# INSTRUCTIONS TO FOLLOW
Output, without alteration, the first line of the entries and each line after it, stopping with the line that contains "or HTTP Basic".
_ _ _ _ _ _ _
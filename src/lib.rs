//! trauth library
//!
//! A request-authentication gate for reverse-proxy deployments. Each request
//! is either exempted by a per-domain bypass rule, resumed from a signed
//! session cookie, or authenticated with a client certificate or HTTP Basic
//! credentials, after which a session is issued and the client redirected to
//! its original URI.
//!
//! # Features
//!
//! - **Bypass rules**: exact-host rules with path-regex and CIDR exclusions
//! - **mTLS**: client certificates verified against an operator CA (with CRLs)
//! - **Basic auth**: htpasswd store (bcrypt, apr1, SHA, SSHA)
//! - **Sessions**: HMAC-signed cookies, one year lifetime
//! - **Forward auth**: honours `X-Forwarded-*` from a trusted proxy
//!
//! The engine ([`gate::AuthEngine`]) can be layered onto any axum router with
//! [`gate::auth_middleware`], or run standalone with [`gate::Server`].

#![forbid(unsafe_code)]
#![warn(missing_docs)]

pub mod cli;
pub mod config;
pub mod credentials;
pub mod error;
pub mod gate;
pub mod identity;
pub mod mtls;
pub mod rules;
pub mod session;

pub use error::{Error, Result};

use tracing_subscriber::{EnvFilter, fmt, layer::SubscriberExt, util::SubscriberInitExt};

/// Setup tracing/logging
///
/// `RUST_LOG` takes precedence over `level`.
///
/// # Errors
///
/// Returns `Error::Config` if a global subscriber is already installed.
pub fn setup_tracing(level: &str, format: Option<&str>) -> Result<()> {
    let filter = EnvFilter::try_from_default_env().unwrap_or_else(|_| EnvFilter::new(level));

    let subscriber = tracing_subscriber::registry().with(filter);

    match format {
        Some("json") => subscriber.with(fmt::layer().json()).try_init(),
        _ => subscriber.with(fmt::layer()).try_init(),
    }
    .map_err(|e| Error::Config(format!("failed to initialise logging: {e}")))
}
_ _ _ _ _ _ _
# RESULT OF THIS TASK
filename src/lib.rs
//! trauth library
//!
//! A request-authentication gate for reverse-proxy deployments. Each request
//! is either exempted by a per-domain bypass rule, resumed from a signed
//! session cookie, or authenticated with a client certificate or HTTP Basic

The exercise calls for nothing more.